What Is Medicare's ACCESS Model and How Does It Work?
The ACCESS model, announced late last year by CMMI, takes a fundamentally different approach to paying for digital health services. Instead of reimbursing companies for each individual service or app subscription, Medicare will pay participants set rates to treat specific chronic conditions. The catch: payments are tied directly to measurable health outcomes . This outcome-based payment structure is designed to incentivize companies to actually improve patient health rather than simply deliver services.
The program focuses on treating a range of common chronic conditions that affect millions of Medicare beneficiaries. The conditions targeted include diabetes, hypertension, high cholesterol, musculoskeletal pain, anxiety, and depression . These are conditions that often require ongoing management and are ideal candidates for technology-supported care, such as wearable devices, health apps, and remote monitoring tools.
Which Types of Companies Are Participating in This Medicare Experiment?
The diversity of participants approved for the ACCESS model reveals the breadth of the digital health ecosystem. The 150+ companies include popular mental health apps, wearable device makers, a life sciences company tied to Google, and startups that help large health systems manage heart failure patients . This mix suggests that Medicare is willing to test payment models across multiple categories of digital health technology, from consumer-facing apps to enterprise software used by hospitals.
What's particularly notable is that most of these participants had not previously served Medicare patients before applying to ACCESS . This indicates that the program is opening doors for digital health companies that have traditionally focused on younger, commercially insured populations or direct-to-consumer markets. The modest payment rates and program restrictions did not discourage applications; in fact, the enthusiasm exceeded CMS officials' expectations .
How to Understand the Implications for Digital Health Companies
- Market Expansion: The ACCESS model creates a pathway for digital health companies to serve Medicare beneficiaries, a population of roughly 67 million people, without having to navigate traditional fee-for-service billing structures.

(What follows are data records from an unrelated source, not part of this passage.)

mod common;

use std::fs;

use bankviz::{
    calendar::Period,
    category::{CategoryBlueprint, CompareOp},
    default_registry,
    errors::{ImportError, PersistenceError},
    import::{Import, IMPORT_FORMAT_ID},
    models::{Analysis, CategorySet},
};
use common::{dec, ymd, Workspace};
use serde_json::json;

#[test]
fn saved_import_stores_relative_sources_and_reopens() {
    let workspace = Workspace::new();
    let registry = default_registry();
    let statement = workspace.january_statement();
    let path = workspace.path("q1.json");

    let mut import = Import::new(&path);
    import.add_source(&statement);
    import.set_timespan(Some(ymd(2024, 1, 1)), Some(ymd(2024, 3, 31))).unwrap();
    import.save(&registry).unwrap();

    let raw: serde_json::Value = serde_json::from_str(&fs::read_to_string(&path).unwrap()).unwrap();
    assert_eq!(
        raw,
        json!({
            "format": IMPORT_FORMAT_ID,
            "version": "0.1.0",
            "content": {"begin": "2024/01/01", "end": "2024/03/31", "files": ["statements/january.csv"]}
        })
    );

    let reopened = Import::open(&registry, &path).unwrap();
    assert_eq!(reopened.records().len(), 3);
    assert_eq!(reopened.revision(), 1);
    assert!(!reopened.is_dirty());
}

#[test]
fn window_filters_records_on_open() {
    let workspace = Workspace::new();
    workspace.january_statement();
    fs::write(
        workspace.path("q1.json"),
        json!({
            "format": "bankviz-import",
            "version": "0.1.0",
            "content": {"begin": "2024/01/10", "end": "2024/01/31", "files": ["statements/january.csv"]}
        })
        .to_string(),
    )
    .unwrap();
    let import = Import::open(&default_registry(), workspace.path("q1.json")).unwrap();
    let dates: Vec<_> = import.records().iter().map(|r| r.date()).collect();
    assert_eq!(dates, vec![ymd(2024, 1, 15), ymd(2024, 1, 20)]);
}

#[test]
fn category_file_is_not_an_import() {
    let workspace = Workspace::new();
    let registry = default_registry();
    let path = workspace.path("cats.json");
    let mut set = CategorySet::new(&path);
    set.add_blueprint(CategoryBlueprint::comparison("Out", CompareOp::Lt, 0.0));
    set.save(&registry).unwrap();

    let err = Import::open(&registry, &path).unwrap_err();
    assert!(matches!(
        err,
        ImportError::Persistence(PersistenceError::ProtocolMismatch { .. })
    ));
}

#[test]
fn unreadable_statement_fails_open() {
    let workspace = Workspace::new();
    let statement = workspace.statement("bad.csv", &["not-a-date;1;;;;;;"]);
    let mut import = Import::new(workspace.path("bad.json"));
    import.add_source(&statement);
    assert!(matches!(import.reload(), Err(ImportError::Record { line: 1, .. })));
    assert!(import.records().is_empty());
    assert_eq!(import.revision(), 0);
}

#[test]
fn import_and_categories_feed_an_analysis() {
    let workspace = Workspace::new();
    let registry = default_registry();
    let mut import = Import::new(workspace.path("import.json"));
    import.add_source(&workspace.january_statement());
    import.select_dates_from_contents().unwrap();
    assert!(Analysis::can_analyse(&import));
    import.reload().unwrap();

    let mut categories = CategorySet::new(workspace.path("cats.json"));
    categories.add_blueprint(
        CategoryBlueprint::comparison("Spend", CompareOp::Lt, 0.0)
            .with_sub(vec![CategoryBlueprint::movement_target("Food", "SUPERMARKET")]),
    );
    categories.use_all().unwrap();
    categories.save(&registry).unwrap();

    let mut analysis = Analysis::new(Period::months(1));
    assert!(analysis.refresh(&import, &categories).unwrap());
    let report = &analysis.reports()[0];
    assert_eq!(report.movements, dec("60"));
    assert_eq!(report.categorization.get("Spend.Food"), Some(dec("-40")));
    assert_eq!(report.categorization.get("Spend.other"), Some(dec("0")));

    let out = workspace.path("export.csv");
    assert_eq!(analysis.export_csv(&out, b',').unwrap(), 1);
    let header = fs::read_to_string(&out).unwrap();
    assert!(header.starts_with("timespan,movements,status,Spend,Spend.Food,Spend.other\n"));
}

#[test]
fn inverted_window_fails_open() {
    let workspace = Workspace::new();
    fs::write(
        workspace.path("q1.json"),
        json!({
            "format": "bankviz-import",
            "version": "0.1.0",
            "content": {"begin": "2024/03/31", "end": "2024/01/01", "files": []}
        })
        .to_string(),
    )
    .unwrap();
    let err = Import::open(&default_registry(), workspace.path("q1.json")).unwrap_err();
    assert!(matches!(
        err,
        ImportError::Persistence(PersistenceError::Parse { .. })
    ));
}

#[test]
fn inverted_window_is_refused_and_keeps_the_old_one() {
    let workspace = Workspace::new();
    let mut import = Import::new(workspace.path("q1.json"));
    import.set_timespan(Some(ymd(2024, 1, 1)), Some(ymd(2024, 1, 31))).unwrap();
    assert!(import.set_timespan(Some(ymd(2024, 3, 31)), Some(ymd(2024, 1, 1))).is_err());
    let span = import.timespan().unwrap().unwrap();
    assert_eq!((span.begin(), span.end()), (ymd(2024, 1, 1), ymd(2024, 1, 31)));
}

- Outcome Accountability: Companies participating in ACCESS must demonstrate that their technology actually improves health outcomes, shifting the burden of proof from simply delivering a service to proving clinical value.
- Payment Predictability: The set-rate payment model provides companies with more predictable revenue compared to variable fee-for-service models, though they must achieve measurable results to maintain participation.

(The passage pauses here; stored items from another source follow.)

use std::{io, path::PathBuf};

use chrono::NaiveDate;
use thiserror::Error;

use crate::storage::Vid;

/// Contract violations raised by the period calendar.
#[derive(Debug, Error, PartialEq, Eq)]
pub enum CalendarError {
    #[error("inverted timespan: {begin} is after {end}")]
    InvertedSpan { begin: NaiveDate, end: NaiveDate },
    #[error("record dated {0} falls outside every section")]
    Unbucketed(NaiveDate),
}

/// Failures turning a raw statement row into a [`crate::domain::Record`].
#[derive(Debug, Error, PartialEq, Eq)]
pub enum RecordError {
    #[error("invalid date `{0}` (expected DD/MM/YYYY)")]
    InvalidDate(String),
    #[error("invalid amount `{0}`")]
    InvalidAmount(String),
}

/// Structural problems in a category blueprint tree.
#[derive(Debug, Error, PartialEq, Eq)]
pub enum CategoryError {
    #[error("category name cannot be empty (under `{0}`)")]
    EmptyName(String),
    #[error("category name `{0}` cannot contain `.`")]
    DottedName(String),
    #[error("duplicate category `{0}`")]
    Duplicate(String),
    #[error("category `{0}` shadows the synthetic `.other` bucket")]
    ReservedName(String),
}

/// Errors raised while compiling a custom predicate expression.
#[derive(Debug, Error, PartialEq, Eq)]
pub enum ExprError {
    #[error("unexpected character `{ch}` at offset {offset}")]
    UnexpectedChar { ch: char, offset: usize },
    #[error("unterminated string starting at offset {0}")]
    UnterminatedString(usize),
    #[error("unexpected token `{found}`, expected {expected}")]
    UnexpectedToken { found: String, expected: String },
    #[error("unexpected end of expression, expected {0}")]
    UnexpectedEnd(String),
    #[error("unknown field `{0}`")]
    UnknownField(String),
    #[error("invalid literal `{literal}` for field `{field}`")]
    InvalidLiteral { field: String, literal: String },
    #[error("operator `{op}` is not supported on field `{field}`")]
    UnsupportedOperator { field: String, op: String },
    #[error("invalid regex `{pattern}`: {reason}")]
    InvalidRegex { pattern: String, reason: String },
    #[error("expression nests deeper than {0} levels")]
    TooDeep(usize),
}

/// Errors surfaced by the versioned persistence protocol.
#[derive(Debug, Error)]
pub enum PersistenceError {
    #[error("I/O error on `{path}`: {source}")]
    Io {
        path: PathBuf,
        #[source]
        source: io::Error,
    },
    #[error("JSON error: {0}")]
    Json(#[from] serde_json::Error),
    #[error("unknown format `{0}`")]
    UnknownFormat(String),
    #[error("protocol mismatch: {found} != {expected}")]
    ProtocolMismatch { found: String, expected: String },
    #[error(
        "load upgrade impossible, incompatible version {stored}, current is {current} (will only upgrade when major version match)"
    )]
    IncompatibleVersion { stored: Vid, current: Vid },
    #[error("malformed version `{0}`")]
    MalformedVersion(String),
    #[error("format `{0}` does not hold the requested content type")]
    ContentType(String),
    #[error("failed to parse `{format}` content: {reason}")]
    Parse { format: String, reason: String },
    #[error("failed to serialize `{format}` content: {reason}")]
    Serialize { format: String, reason: String },
    #[error("file slot has no format assigned")]
    NoFormat,
}

impl PersistenceError {
    pub(crate) fn io(path: impl Into<PathBuf>, source: io::Error) -> Self {
        PersistenceError::Io {
            path: path.into(),
            source,
        }
    }
}

/// Errors raised while reading bank statements into an import.
#[derive(Debug, Error)]
pub enum ImportError {
    #[error("failed to read `{path}`: {source}")]
    Csv {
        path: PathBuf,
        #[source]
        source: csv::Error,
    },
    #[error("invalid row {line} in `{path}`: {source}")]
    Record {
        path: PathBuf,
        line: u64,
        #[source]
        source: RecordError,
    },
    #[error("import timespan not set")]
    TimespanNotSet,
    #[error(transparent)]
    Calendar(#[from] CalendarError),
    #[error(transparent)]
    Persistence(#[from] PersistenceError),
}

/// Errors raised by the settings manager.
#[derive(Debug, Error)]
pub enum ConfigError {
    #[error("I/O error: {0}")]
    Io(#[from] io::Error),
    #[error("Serialization error: {0}")]
    Serde(String),
}

/// Unified error type for the crate.
#[derive(Debug, Error)]
pub enum BankvizError {
    #[error(transparent)]
    Calendar(#[from] CalendarError),
    #[error(transparent)]
    Record(#[from] RecordError),
    #[error(transparent)]
    Category(#[from] CategoryError),
    #[error(transparent)]
    Expr(#[from] ExprError),
    #[error(transparent)]
    Persistence(#[from] PersistenceError),
    #[error(transparent)]
    Import(#[from] ImportError),
    #[error(transparent)]
    Config(#[from] ConfigError),
    #[error("CSV export error: {0}")]
    Export(#[from] csv::Error),
    #[error("I/O error: {0}")]
    Io(#[from] io::Error),
}

pub type Result<T> = std::result::Result<T, BankvizError>;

The initial deadline for the first cohort of ACCESS participants was April 1, but CMMI announced it would extend the deadline to allow more companies to join . This extension signals that demand for participation in the program remains strong and that CMS sees value in expanding the pool of participants testing this new payment approach.
Why Does This Matter for Medicare Patients?

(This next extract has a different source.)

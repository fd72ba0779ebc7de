pub mod record;

pub use record::{parse_amount, parse_statement_date, total, Record, StatementRow, FIELD_NAMES};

For Medicare beneficiaries, the ACCESS model could mean greater access to digital health tools and remote monitoring technologies that were previously unavailable or not covered. If the experiment succeeds in improving health outcomes while reducing costs, it could reshape how Medicare pays for chronic disease management across the board. The outcome-based payment structure also theoretically aligns the financial incentives of digital health companies with the actual health needs of patients, rather than incentivizing companies to maximize service volume.
The large number of applications to participate in ACCESS, which exceeded CMS officials' expectations, suggests that the digital health industry believes this payment model is viable and worth pursuing . Whether the experiment ultimately delivers on its promise to improve outcomes and reduce costs will likely influence how Medicare and other payers approach digital health reimbursement in the coming years.